=== What you should do ===
Report every line of the data that includes "second".

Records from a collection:
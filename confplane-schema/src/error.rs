//! Schema error types.

use thiserror::Error;

/// Errors from schema compilation and binding.
#[derive(Debug, Error)]
pub enum SchemaError {
    #[error("model compilation failed: {reason}")]
    ModelCompilation { reason: String },

    #[error("duplicate module: {module} (revision {revision})")]
    DuplicateModule { module: String, revision: String },

    #[error("conflicting revisions of module '{module}': {first} vs {second}")]
    ConflictingRevision {
        module: String,
        first: String,
        second: String,
    },

    #[error("conflicting definition of '{path}' in modules '{first}' and '{second}'")]
    ConflictingDefinition {
        path: String,
        first: String,
        second: String,
    },

    #[error("unresolved import '{import}' in module '{module}'")]
    UnresolvedImport { module: String, import: String },

    #[error("unknown node: {path}")]
    UnknownNode { path: String },

    #[error("unknown child '{child}' under '{parent}'")]
    UnknownChild { parent: String, child: String },

    #[error("type mismatch at '{path}': expected {expected}")]
    TypeMismatch { path: String, expected: String },

    #[error("invalid path: {reason}")]
    InvalidPath { reason: String },

    #[error("JSON error: {0}")]
    Json(#[from] serde_json::Error),
}

impl SchemaError {
    /// Returns whether this error is fatal at startup (a compilation failure).
    pub fn is_compilation_failure(&self) -> bool {
        matches!(
            self,
            SchemaError::ModelCompilation { .. }
                | SchemaError::DuplicateModule { .. }
                | SchemaError::ConflictingRevision { .. }
                | SchemaError::ConflictingDefinition { .. }
                | SchemaError::UnresolvedImport { .. }
        )
    }
}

=== Response below ===
    #[error("conflicting revisions of module '{module}': {first} vs {second}")]
        second: String,
    #[error("conflicting definition of '{path}' in modules '{first}' and '{second}'")]
        second: String,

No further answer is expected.